2.2.4.1 clusterMaker
clusterMaker is an open source Cytoscape app that contains multiple different clustering algorithms, which allow you to locate distinct clusters of genes in your
59
network that interact with each other (Morris et al. 2011). These can then be presented as hierarchical groups of nodes that can be exported to other
programs to determine the processes governed by this specific group of genes.
Community clustering (GLay) was used as it is powerful tool that can quickly identify groups of genes that interact exclusively with each other (Su et al.
2010). It then presents these clusters in a uniform order, with the largest cluster at the beginning followed by smaller clusters, leading to single genes at the end.
2.2.5 DAVID
The Database for Annotation, Visualization and Integrated Discovery (DAVID) is an integrated biological knowledgebase that contains analytical tools for
extracting biological meaning from gene lists (Huang et al. 2009).

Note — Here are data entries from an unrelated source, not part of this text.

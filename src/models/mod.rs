pub mod featured;
pub mod trip;

use crate::error::AppError;

pub(crate) fn required_text(value: Option<&str>, name: &str) -> Result<String, AppError> {
    match value.map(str::trim) {
        Some(trimmed) if !trimmed.is_empty() => Ok(trimmed.to_string()),
        _ => Err(AppError::Validation(format!(
            "missing required field: {name}"
        ))),
    }
}
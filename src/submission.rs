//! Decodes `multipart/form-data` admin submissions into a typed payload
//! plus buffered file attachments. Nothing is persisted here; the
//! reconciliation service decides what happens to the bytes.

use axum::body::Bytes;
use axum::extract::multipart::{Field, Multipart};

use crate::error::AppError;
use crate::models::featured::FeaturedPayload;
use crate::models::trip::ProgramPayload;

pub const PROGRAM_DATA_FIELD: &str = "programData";
pub const GALLERY_FIELD: &str = "program_images";
pub const TIMELINE_FIELD_PREFIX: &str = "timeline_image_";
pub const FEATURED_DATA_FIELD: &str = "featuredData";
pub const BANNER_FIELD: &str = "banner_image";

pub const MAX_GALLERY_FILES: usize = 10;
pub const MAX_TIMELINE_FILES: usize = 50;

#[derive(Debug, Clone)]
pub struct UploadedFile {
    pub file_name: String,
    pub content_type: Option<String>,
    pub bytes: Bytes,
}

#[derive(Debug)]
pub struct ProgramSubmission {
    pub payload: ProgramPayload,
    /// Gallery files in submission order.
    pub gallery: Vec<UploadedFile>,
    /// Timeline files keyed by 0-based index into the payload's timeline.
    pub timeline_images: Vec<(usize, UploadedFile)>,
}

#[derive(Debug)]
pub struct FeaturedSubmission {
    pub payload: FeaturedPayload,
    pub banner: Option<UploadedFile>,
}

pub async fn parse_program(
    mut multipart: Multipart,
    max_file_bytes: usize,
) -> Result<ProgramSubmission, AppError> {
    let mut payload: Option<ProgramPayload> = None;
    let mut gallery = Vec::new();
    let mut timeline_images = Vec::new();

    while let Some(field) = multipart.next_field().await? {
        let Some(name) = field.name().map(normalize_field_name) else {
            continue;
        };

        if name == PROGRAM_DATA_FIELD {
            let raw = field.text().await?;
            let parsed = serde_json::from_str(&raw).map_err(|_| {
                AppError::Validation("program payload is not valid JSON".into())
            })?;
            payload = Some(parsed);
        } else if name == GALLERY_FIELD {
            if gallery.len() >= MAX_GALLERY_FILES {
                return Err(AppError::PayloadTooLarge(format!(
                    "at most {MAX_GALLERY_FILES} gallery images per submission"
                )));
            }
            gallery.push(read_file(field, max_file_bytes).await?);
        } else if let Some(index) = timeline_index(&name) {
            if timeline_images.len() >= MAX_TIMELINE_FILES {
                return Err(AppError::PayloadTooLarge(format!(
                    "at most {MAX_TIMELINE_FILES} timeline images per submission"
                )));
            }
            timeline_images.push((index, read_file(field, max_file_bytes).await?));
        }
    }

    let payload = payload.ok_or_else(|| {
        AppError::Validation(format!("missing {PROGRAM_DATA_FIELD} field"))
    })?;

    Ok(ProgramSubmission {
        payload,
        gallery,
        timeline_images,
    })
}

pub async fn parse_featured(
    mut multipart: Multipart,
    max_file_bytes: usize,
) -> Result<FeaturedSubmission, AppError> {
    let mut payload: Option<FeaturedPayload> = None;
    let mut banner = None;

    while let Some(field) = multipart.next_field().await? {
        let Some(name) = field.name().map(normalize_field_name) else {
            continue;
        };

        if name == FEATURED_DATA_FIELD {
            let raw = field.text().await?;
            let parsed = serde_json::from_str(&raw).map_err(|_| {
                AppError::Validation("featured payload is not valid JSON".into())
            })?;
            payload = Some(parsed);
        } else if name == BANNER_FIELD {
            banner = Some(read_file(field, max_file_bytes).await?);
        }
    }

    let payload = payload.ok_or_else(|| {
        AppError::Validation(format!("missing {FEATURED_DATA_FIELD} field"))
    })?;

    Ok(FeaturedSubmission { payload, banner })
}

// Browsers building FormData by hand sometimes post `program_images[]`.
fn normalize_field_name(name: &str) -> String {
    name.trim_end_matches("[]").to_string()
}

fn timeline_index(name: &str) -> Option<usize> {
    name.strip_prefix(TIMELINE_FIELD_PREFIX)?.parse().ok()
}

async fn read_file(field: Field<'_>, max_file_bytes: usize) -> Result<UploadedFile, AppError> {
    let file_name = field.file_name().unwrap_or("upload").to_string();
    let content_type = field.content_type().map(str::to_owned);

    if let Some(kind) = &content_type {
        if !kind.starts_with("image/") {
            return Err(AppError::UnsupportedMediaType(format!(
                "{file_name}: only image uploads are accepted"
            )));
        }
    }

    let bytes = field.bytes().await?;
    if bytes.len() > max_file_bytes {
        return Err(AppError::PayloadTooLarge(format!(
            "{file_name} exceeds the {max_file_bytes} byte upload limit"
        )));
    }

    Ok(UploadedFile {
        file_name,
        content_type,
        bytes,
    })
}
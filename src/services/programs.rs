//! Reconciles an admin submission — payload, gallery files, timeline files —
//! into a persisted trip with externally stored images. Uploads run before
//! the database write; a failed write deletes everything uploaded for the
//! submission, and a successful update sweeps out storage objects the new
//! version no longer references.

use std::collections::{HashMap, HashSet};

use tokio::task::JoinSet;
use tracing::debug;

use crate::{
    error::AppError,
    models::trip::{NewProgram, Trip},
    services::media::{self, MediaStore},
    state::AppState,
    submission::{ProgramSubmission, UploadedFile},
};

pub async fn create_program(
    state: &AppState,
    submission: ProgramSubmission,
) -> Result<Trip, AppError> {
    let ProgramSubmission {
        payload,
        gallery,
        timeline_images,
    } = submission;

    let mut program = payload.validate()?;
    check_timeline_indices(&timeline_images, program.timeline.len())?;

    let uploads = upload_submission_files(&state.media, gallery, timeline_images).await?;
    apply_timeline_images(&mut program, &uploads.timeline);

    match state.trips.create(&program, &uploads.gallery).await {
        Ok(trip) => Ok(trip),
        Err(err) => {
            discard_uploads(&state.media, &uploads).await;
            Err(err)
        }
    }
}

pub async fn update_program(
    state: &AppState,
    id: &str,
    submission: ProgramSubmission,
) -> Result<Trip, AppError> {
    let ProgramSubmission {
        payload,
        gallery,
        timeline_images,
    } = submission;

    let mut program = payload.validate()?;
    check_timeline_indices(&timeline_images, program.timeline.len())?;

    let existing = state.trips.get(id).await?.ok_or(AppError::NotFound)?;

    let uploads = upload_submission_files(&state.media, gallery, timeline_images).await?;
    apply_timeline_images(&mut program, &uploads.timeline);

    // Gallery contract: an explicit kept list merges (kept first, new
    // uploads appended); uploads without a kept list replace the whole
    // gallery; neither leaves it untouched.
    let images: Vec<String> = match payload.kept_images {
        Some(kept) => kept.into_iter().chain(uploads.gallery.clone()).collect(),
        None if !uploads.gallery.is_empty() => uploads.gallery.clone(),
        None => existing.images.clone(),
    };

    let updated = match state.trips.update(id, &program, &images).await {
        Ok(trip) => trip,
        Err(err) => {
            discard_uploads(&state.media, &uploads).await;
            return Err(err);
        }
    };

    // Orphan sweep happens off the request path; the response never waits
    // on it and a failed delete only leaks an unreferenced object.
    let old_urls = collect_image_urls(&existing);
    let current: HashSet<String> = collect_image_urls(&updated).into_iter().collect();
    let sweeper = state.media.clone();
    tokio::spawn(async move {
        for url in old_urls {
            if !current.contains(&url) {
                sweeper.remove(&url).await;
            }
        }
    });

    Ok(updated)
}

pub async fn delete_program(state: &AppState, id: &str) -> Result<(), AppError> {
    let trip = state.trips.get(id).await?.ok_or(AppError::NotFound)?;

    for url in collect_image_urls(&trip) {
        state.media.remove(&url).await;
    }

    // Banners pointing at this trip disappear with the cascade; their
    // stored objects have to go explicitly.
    let banner_urls: Vec<String> =
        sqlx::query_scalar("SELECT image FROM featured WHERE trip_id = ?1")
            .bind(id)
            .fetch_all(&state.db)
            .await?;
    for url in banner_urls {
        state.media.remove(&url).await;
    }

    if !state.trips.delete(id).await? {
        return Err(AppError::NotFound);
    }
    debug!("deleted trip {id}");
    Ok(())
}

struct SubmissionUploads {
    gallery: Vec<String>,
    timeline: HashMap<usize, String>,
}

enum Slot {
    Gallery(usize),
    Timeline(usize),
}

/// All files of a submission upload concurrently; submission order is
/// restored afterwards from the slot tags. If any upload fails, the ones
/// that finished are deleted and the first error wins.
async fn upload_submission_files(
    media: &MediaStore,
    gallery: Vec<UploadedFile>,
    timeline_images: Vec<(usize, UploadedFile)>,
) -> Result<SubmissionUploads, AppError> {
    let mut tasks = JoinSet::new();
    for (position, file) in gallery.into_iter().enumerate() {
        let media = media.clone();
        tasks.spawn(async move {
            (
                Slot::Gallery(position),
                media.store(&file, media::PROGRAM_IMAGES).await,
            )
        });
    }
    for (day, file) in timeline_images {
        let media = media.clone();
        tasks.spawn(async move {
            (
                Slot::Timeline(day),
                media.store(&file, media::TIMELINE_IMAGES).await,
            )
        });
    }

    let mut gallery_urls: Vec<(usize, String)> = Vec::new();
    let mut timeline_urls = HashMap::new();
    let mut failure: Option<AppError> = None;
    while let Some(joined) = tasks.join_next().await {
        match joined {
            Ok((Slot::Gallery(position), Ok(url))) => gallery_urls.push((position, url)),
            Ok((Slot::Timeline(day), Ok(url))) => {
                timeline_urls.insert(day, url);
            }
            Ok((_, Err(err))) => failure = Some(err),
            Err(err) => failure = Some(AppError::Other(err.into())),
        }
    }

    gallery_urls.sort_by_key(|(position, _)| *position);
    let uploads = SubmissionUploads {
        gallery: gallery_urls.into_iter().map(|(_, url)| url).collect(),
        timeline: timeline_urls,
    };

    if let Some(err) = failure {
        discard_uploads(media, &uploads).await;
        return Err(err);
    }
    Ok(uploads)
}

async fn discard_uploads(media: &MediaStore, uploads: &SubmissionUploads) {
    for url in uploads.gallery.iter().chain(uploads.timeline.values()) {
        media.remove(url).await;
    }
}

fn apply_timeline_images(program: &mut NewProgram, uploaded: &HashMap<usize, String>) {
    for (idx, day) in program.timeline.iter_mut().enumerate() {
        if let Some(url) = uploaded.get(&idx) {
            day.image = Some(url.clone());
        }
    }
}

fn check_timeline_indices(
    timeline_images: &[(usize, UploadedFile)],
    day_count: usize,
) -> Result<(), AppError> {
    for (day, _) in timeline_images {
        if *day >= day_count {
            return Err(AppError::Validation(format!(
                "timeline image index {day} has no matching timeline entry"
            )));
        }
    }
    Ok(())
}

fn collect_image_urls(trip: &Trip) -> Vec<String> {
    trip.images
        .iter()
        .cloned()
        .chain(trip.timeline.iter().filter_map(|entry| entry.image.clone()))
        .collect()
}
#[then("the kept images come first in their original order")]
async fn then_kept_images_first(world: &mut AppWorld) {
    let title = world
        .trip_ids
        .keys()
        .next()
        .expect("one trip in play")
        .clone();
    let trip = world.fetch_trip(&title).await;
    assert_eq!(&trip.images[..world.kept_images.len()], &world.kept_images);
}

#[then("the dropped gallery images are eventually removed from media storage")]
async fn then_dropped_images_swept(world: &mut AppWorld) {
    let title = world
        .trip_ids
        .keys()
        .next()
        .expect("one trip in play")
        .clone();
    let trip = world.fetch_trip(&title).await;
    let dropped: Vec<String> = world
        .old_images
        .iter()
        .filter(|url| !trip.images.contains(url))
        .cloned()
        .collect();
    assert!(!dropped.is_empty(), "scenario should drop at least one image");

    for _ in 0..40 {
        if dropped.iter().all(|url| !world.media_path(url).exists()) {
            break;
        }
        tokio::time::sleep(Duration::from_millis(50)).await;
    }
    for url in &dropped {
        assert!(!world.media_path(url).exists(), "{url} should be swept");
    }
    for url in &trip.images {
        assert!(world.media_path(url).exists(), "{url} should survive");
    }
}

#[then(regex = r#"^the public program list contains only "([^"]+)"$"#)]
async fn then_public_list_only(world: &mut AppWorld, title: String) {
    let titles: Vec<String> = world
        .app_state()
        .trips
        .list(false)
        .await
        .expect("list trips")
        .into_iter()
        .map(|trip| trip.title)
        .collect();
    assert_eq!(titles, vec![title]);
}

#[then(regex = r#"^the program "([^"]+)" can still be fetched by id$"#)]
async fn then_fetchable_by_id(world: &mut AppWorld, title: String) {
    let trip = world.fetch_trip(&title).await;
    assert_eq!(trip.title, title);
}

#[then(regex = r#"^deleting the program "([^"]+)" again reports not found$"#)]
async fn then_second_delete_not_found(world: &mut AppWorld, title: String) {
    let id = world.trip_id(&title).to_string();
    let err = programs::delete_program(world.app_state(), &id)
        .await
        .expect_err("second delete must fail");
    assert!(matches!(err, AppError::NotFound));
}

#[then(regex = r#"^the featured list has (\d+) banners?$"#)]
async fn then_featured_count(world: &mut AppWorld, expected: usize) {
    let banners = featured_banners::list_banners(world.app_state())
        .await
        .expect("list banners");
    assert_eq!(banners.len(), expected);
}

#[then("the banner image is removed from media storage")]
async fn then_banner_image_removed(world: &mut AppWorld) {
    let banner = world.banner.as_ref().expect("banner created");
    assert!(!world.media_path(&banner.image).exists());
}

#[then(regex = r#"^the banner is rejected with "([^"]+)"$"#)]
async fn then_banner_rejected(world: &mut AppWorld, fragment: String) {
    let message = world.last_error.as_ref().expect("an error was expected");
    assert!(
        message.contains(&fragment),
        "expected {message:?} to mention {fragment:?}"
    );
}

#[then(regex = r#"^the program "([^"]+)" still exists$"#)]
async fn then_program_still_exists(world: &mut AppWorld, title: String) {
    let trip = world.fetch_trip(&title).await;
    assert_eq!(trip.title, title);
}

#[tokio::main]
async fn main() {
    AppWorld::cucumber()
        .fail_on_skipped()
        .with_default_cli()
        .run("tests/features")
        .await;
}
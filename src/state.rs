use crate::{
    auth,
    config::AppConfig,
    db::DbPool,
    services::{media::MediaStore, trips::TripStore},
};

#[derive(Clone)]
pub struct AppState {
    pub config: AppConfig,
    pub db: DbPool,
    pub media: MediaStore,
    pub trips: TripStore,
    pub admin_token_digest: Vec<u8>,
}

impl AppState {
    pub fn new(config: AppConfig, db: DbPool, media: MediaStore) -> Self {
        let admin_token_digest = auth::token_digest(&config.admin_token);
        let trips = TripStore::new(db.clone());
        Self {
            config,
            db,
            media,
            trips,
            admin_token_digest,
        }
    }
}
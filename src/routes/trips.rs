use axum::{
    extract::{Multipart, Path, Query, State},
    http::StatusCode,
    response::IntoResponse,
    routing::get,
    Json, Router,
};
use serde::Deserialize;
use serde_json::json;

use crate::{
    auth::AdminGate, error::AppError, services::programs, state::AppState, submission,
};

pub fn router() -> Router<AppState> {
    Router::new()
        .route("/trips", get(list_trips).post(create_trip))
        .route(
            "/trips/:id",
            get(get_trip).put(update_trip).delete(delete_trip),
        )
}

#[derive(Debug, Default, Deserialize)]
struct ListQuery {
    #[serde(default)]
    all: bool,
}

async fn list_trips(
    State(state): State<AppState>,
    Query(query): Query<ListQuery>,
    admin: Option<AdminGate>,
) -> Result<impl IntoResponse, AppError> {
    // The unfiltered listing backs the admin dashboard.
    if query.all && admin.is_none() {
        return Err(AppError::Unauthorized);
    }
    let trips = state.trips.list(query.all).await?;
    Ok(Json(trips))
}

async fn get_trip(
    State(state): State<AppState>,
    Path(id): Path<String>,
) -> Result<impl IntoResponse, AppError> {
    let trip = state.trips.get(&id).await?.ok_or(AppError::NotFound)?;
    Ok(Json(trip))
}

async fn create_trip(
    State(state): State<AppState>,
    _gate: AdminGate,
    multipart: Multipart,
) -> Result<impl IntoResponse, AppError> {
    let submission = submission::parse_program(multipart, state.config.max_upload_bytes).await?;
    let trip = programs::create_program(&state, submission).await?;
    Ok((StatusCode::CREATED, Json(json!({ "id": trip.id }))))
}

async fn update_trip(
    State(state): State<AppState>,
    _gate: AdminGate,
    Path(id): Path<String>,
    multipart: Multipart,
) -> Result<impl IntoResponse, AppError> {
    let submission = submission::parse_program(multipart, state.config.max_upload_bytes).await?;
    let trip = programs::update_program(&state, &id, submission).await?;
    Ok(Json(json!({ "id": trip.id })))
}

async fn delete_trip(
    State(state): State<AppState>,
    _gate: AdminGate,
    Path(id): Path<String>,
) -> Result<impl IntoResponse, AppError> {
    programs::delete_program(&state, &id).await?;
    Ok(Json(json!({ "id": id })))
}
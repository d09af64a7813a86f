use axum::{
    extract::{Multipart, Path, State},
    http::StatusCode,
    response::IntoResponse,
    routing::{get, put},
    Json, Router,
};
use serde_json::json;

use crate::{
    auth::AdminGate, error::AppError, services::featured, state::AppState, submission,
};

pub fn router() -> Router<AppState> {
    Router::new()
        .route("/featured", get(list_featured).post(create_featured))
        .route("/featured/:id", put(update_featured).delete(delete_featured))
}

async fn list_featured(State(state): State<AppState>) -> Result<impl IntoResponse, AppError> {
    let banners = featured::list_banners(&state).await?;
    Ok(Json(banners))
}

async fn create_featured(
    State(state): State<AppState>,
    _gate: AdminGate,
    multipart: Multipart,
) -> Result<impl IntoResponse, AppError> {
    let submission = submission::parse_featured(multipart, state.config.max_upload_bytes).await?;
    let banner = featured::create_banner(&state, submission).await?;
    Ok((StatusCode::CREATED, Json(json!({ "id": banner.id }))))
}

async fn update_featured(
    State(state): State<AppState>,
    _gate: AdminGate,
    Path(id): Path<String>,
    multipart: Multipart,
) -> Result<impl IntoResponse, AppError> {
    let submission = submission::parse_featured(multipart, state.config.max_upload_bytes).await?;
    let banner = featured::update_banner(&state, &id, submission).await?;
    Ok(Json(json!({ "id": banner.id })))
}

async fn delete_featured(
    State(state): State<AppState>,
    _gate: AdminGate,
    Path(id): Path<String>,
) -> Result<impl IntoResponse, AppError> {
    featured::delete_banner(&state, &id).await?;
    Ok(Json(json!({ "id": id })))
}
use itinera::config::AppConfig;
use itinera::db::init_pool;
use itinera::error::AppError;
use itinera::routes::create_router;
use itinera::services::media::MediaStore;
use itinera::state::AppState;
use tokio::net::TcpListener;
use tracing::{error, info};

#[tokio::main]
async fn main() -> Result<(), AppError> {
    dotenvy::dotenv().ok();
    init_logging();

    let config = AppConfig::from_env()?;
    let db = init_pool(&config.database_url).await?;

    if let Err(err) = sqlx::migrate!("./migrations").run(&db).await {
        error!("migration failed: {err:?}");
        return Err(AppError::Other(err.into()));
    }

    let media = MediaStore::new(config.media_root.clone(), config.public_base_url.clone());
    media.ensure_structure().await?;

    let state = AppState::new(config.clone(), db, media);
    let app = create_router(state);

    let listener = TcpListener::bind(config.listen_addr).await?;
    info!("listening on {}", listener.local_addr()?);
    axum::serve(listener, app.into_make_service()).await?;

    Ok(())
}

fn init_logging() {
    use tracing_subscriber::{layer::SubscriberExt, util::SubscriberInitExt};

    let fmt_layer = tracing_subscriber::fmt::layer().with_target(false);
    let filter_layer = tracing_subscriber::EnvFilter::try_from_default_env()
        .unwrap_or_else(|_| "info,itinera=debug".into());

    tracing_subscriber::registry()
        .with(filter_layer)
        .with(fmt_layer)
        .init();
}
use std::str::FromStr;

use sqlx::sqlite::{SqliteConnectOptions, SqlitePoolOptions};
use sqlx::SqlitePool;

use crate::error::AppError;

pub type DbPool = SqlitePool;

pub async fn init_pool(database_url: &str) -> Result<DbPool, AppError> {
    // Timeline and featured rows hang off trips via ON DELETE CASCADE,
    // which sqlite only honors with the pragma on.
    let options = SqliteConnectOptions::from_str(database_url)?
        .create_if_missing(true)
        .foreign_keys(true);
    let pool = SqlitePoolOptions::new()
        .max_connections(10)
        .connect_with(options)
        .await?;
    Ok(pool)
}
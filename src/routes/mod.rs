pub mod featured;
pub mod trips;

use axum::{extract::DefaultBodyLimit, Router};
use tower_http::services::ServeDir;

use crate::state::AppState;

pub fn create_router(state: AppState) -> Router {
    let media_root = state.config.media_root.clone();
    let body_limit = state.config.body_limit_bytes();
    Router::new()
        .merge(trips::router())
        .merge(featured::router())
        .nest_service("/media", ServeDir::new(media_root))
        .layer(DefaultBodyLimit::max(body_limit))
        .with_state(state)
}
//! End-to-end request scenarios through the three call points.

use std::collections::HashMap;

use dashgate_policy::{PolicyConfig, PolicyCore, ResourceDescriptor, Role};

fn core() -> PolicyCore {
    let policy = PolicyConfig::default()
        .validate()
        .expect("default policy is valid");
    PolicyCore::new(policy).without_audit()
}

fn headers(pairs: &[(&str, &str)]) -> HashMap<String, Option<String>> {
    pairs
        .iter()
        .map(|(k, v)| ((*k).to_string(), Some((*v).to_string())))
        .collect()
}

#[test]
fn elevated_customer_sees_any_table() {
    let core = core();
    let context = core.extract(&headers(&[("x-customer-id", "AROUT")]));

    assert_eq!(context.role(), Role::Admin);
    assert!(core.is_allowed(&context, &ResourceDescriptor::table("AnyTable")));
    assert!(core.is_allowed(&context, &ResourceDescriptor::table("Employees")));
}

#[test]
fn anonymous_request_is_default_customer() {
    let core = core();
    let context = core.extract(&HashMap::new());

    assert_eq!(context.identity(), "ALFKI");
    assert_eq!(context.role(), Role::User);
    assert!(core.is_allowed(&context, &ResourceDescriptor::table("Customers")));
    assert!(!core.is_allowed(&context, &ResourceDescriptor::table("Employees")));
}

#[test]
fn dashboard_session_for_regular_customer() {
    let core = core();
    let context = core.extract(&headers(&[
        ("X-Customer-Id", "ANTON"),
        ("X-Order-Id", "10365"),
    ]));

    // Item enumeration: only allowed tables survive.
    let visible = core
        .engine()
        .filter_tables(&context, ["Customers", "Employees", "Orders", "Suppliers"]);
    assert_eq!(visible, vec!["Customers", "Orders"]);

    // Table access is narrowed to the customer's rows.
    let orders = core.rewrite(&context, &ResourceDescriptor::table("Orders"));
    let filter = orders.rewritten_filter().expect("Orders is row-level secured");
    assert_eq!(filter.binding("CustomerID"), Some("ANTON"));

    // Procedure items are bound to the customer.
    let history = core.rewrite(&context, &ResourceDescriptor::procedure("CustOrderHist"));
    let call = history.procedural_call().expect("CustOrderHist is bound");
    assert_eq!(call.parameters()["CustomerID"], "ANTON");

    // Procedures are not gated by table rules.
    assert!(core.is_allowed(&context, &ResourceDescriptor::procedure("CustOrderHist")));
}

#[test]
fn elevated_customer_is_still_row_filtered() {
    let core = core();
    let context = core.extract(&headers(&[("x-customer-id", "BLONP")]));

    let request = core.rewrite(&context, &ResourceDescriptor::table("Customers"));
    assert_eq!(
        request.rewritten_filter().and_then(|f| f.binding("CustomerID")),
        Some("BLONP")
    );
}

#[test]
fn custom_rule_set_from_toml_shape() {
    let config: PolicyConfig = serde_json::from_value(serde_json::json!({
        "default_identity": "GUEST",
        "elevated_identities": ["ROOT"],
        "rules": [{ "role": "User", "allowed_resources": ["Products"] }],
        "procedures": [],
        "custom_queries": [{
            "resource_id": "MyOrder",
            "sql": "SELECT * FROM Orders WHERE OrderID = @OrderID AND CustomerID = @Customer",
            "parameters": [
                { "name": "OrderID", "source": "attribute:order_id" },
                { "name": "Customer", "source": "identity" }
            ]
        }],
        "row_level_security": []
    }))
    .expect("policy deserializes");
    let core = PolicyCore::new(config.validate().expect("policy is valid")).without_audit();

    let context = core.extract(&headers(&[("x-order-id", "10248")]));
    assert_eq!(context.identity(), "GUEST");
    assert!(core.is_allowed(&context, &ResourceDescriptor::table("Products")));
    assert!(!core.is_allowed(&context, &ResourceDescriptor::table("Orders")));

    let request = core.rewrite(&context, &ResourceDescriptor::custom_query("MyOrder"));
    let query = request.rewritten_filter().expect("MyOrder is bound");
    assert_eq!(query.binding("OrderID"), Some("10248"));
    assert_eq!(query.binding("Customer"), Some("GUEST"));
    assert!(core.rewrite(&context, &ResourceDescriptor::table("Orders")).is_pass_through());
}
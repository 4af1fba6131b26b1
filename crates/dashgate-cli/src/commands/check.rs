//! Evaluates one request against the access policy.

use std::collections::HashMap;
use std::path::Path;

use anyhow::{Context, Result};
use dashgate_policy::{AccessContext, DataAccessRequest, Decision, PolicyCore, ResourceDescriptor};
use serde::Serialize;

use crate::style::{self, colors::SemanticStyle};

#[derive(Serialize)]
struct CheckReport<'a> {
    context: &'a AccessContext,
    resource: &'a ResourceDescriptor,
    decision: Decision,
    /// Absent when access is denied.
    request: Option<DataAccessRequest>,
}

pub fn run(
    project: &Path,
    headers: Vec<(String, String)>,
    resource: &ResourceDescriptor,
    json: bool,
) -> Result<()> {
    let config = super::load_config(project)?;
    let policy = config.validate().context("Invalid configuration")?;
    let core = PolicyCore::new(policy);

    let headers: HashMap<String, Option<String>> = headers
        .into_iter()
        .map(|(name, value)| (name, Some(value)))
        .collect();

    let context = core.extract(&headers);
    let decision = core.engine().decide(&context, resource);
    let request = decision.allowed.then(|| core.rewrite(&context, resource));

    let report = CheckReport {
        context: &context,
        resource,
        decision,
        request,
    };

    if json {
        println!("{}", serde_json::to_string_pretty(&report)?);
    } else {
        print_report(&report);
    }

    Ok(())
}

fn print_report(report: &CheckReport<'_>) {
    let context = report.context;

    style::print_header("Context");
    style::print_labeled("Identity", context.identity());
    style::print_labeled("Role", &context.role().to_string());
    for (name, value) in context.attributes() {
        style::print_labeled(name, value.as_deref().unwrap_or("(none)"));
    }
    println!();

    style::print_header("Decision");
    style::print_labeled("Resource", &report.resource.to_string());
    let verdict = format!("{} ({})", verdict(report.decision), report.decision.reason);
    if report.decision.allowed {
        style::print_success(&verdict);
    } else {
        style::print_failure(&verdict);
    }
    println!();

    let Some(request) = &report.request else {
        return;
    };

    style::print_header("Request");
    if let Some(call) = request.procedural_call() {
        style::print_labeled("Procedure", &call.name().code());
        for (name, value) in call.parameters() {
            style::print_labeled(&format!("@{name}"), &format!("{value:?}"));
        }
    } else if let Some(query) = request.rewritten_filter() {
        style::print_labeled("Filter", &query.sql().code());
        for binding in query.bindings() {
            style::print_labeled(&format!("@{}", binding.name), &format!("{:?}", binding.value));
        }
    } else {
        style::print_labeled("Pass-through", "executed unmodified");
    }
}

fn verdict(decision: Decision) -> &'static str {
    if decision.allowed { "allowed" } else { "denied" }
}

It requires a gene input list containing common identifiers, such as official gene symbols.
The DAVID Bioinformatics Resources consists of five integrated, web-based functional annotation tool suites: the DAVID Gene Functional Classification Tool, the Functional Annotation Tool, the Gene ID Conversion Tool, the Gene Name Viewer and the DAVID NIAID Pathogen Genome Browser. I made use of the DAVID Gene Functional Classification Tool, which allows functional
annotation clustering of a gene list based on enriched biological themes. This means by using pre-selected biological themes, such as GO term or KEGG pathways, the system can then look for terms that contain a significant number of your gene list. This provides an idea of biological functions your gene list could be responsible for.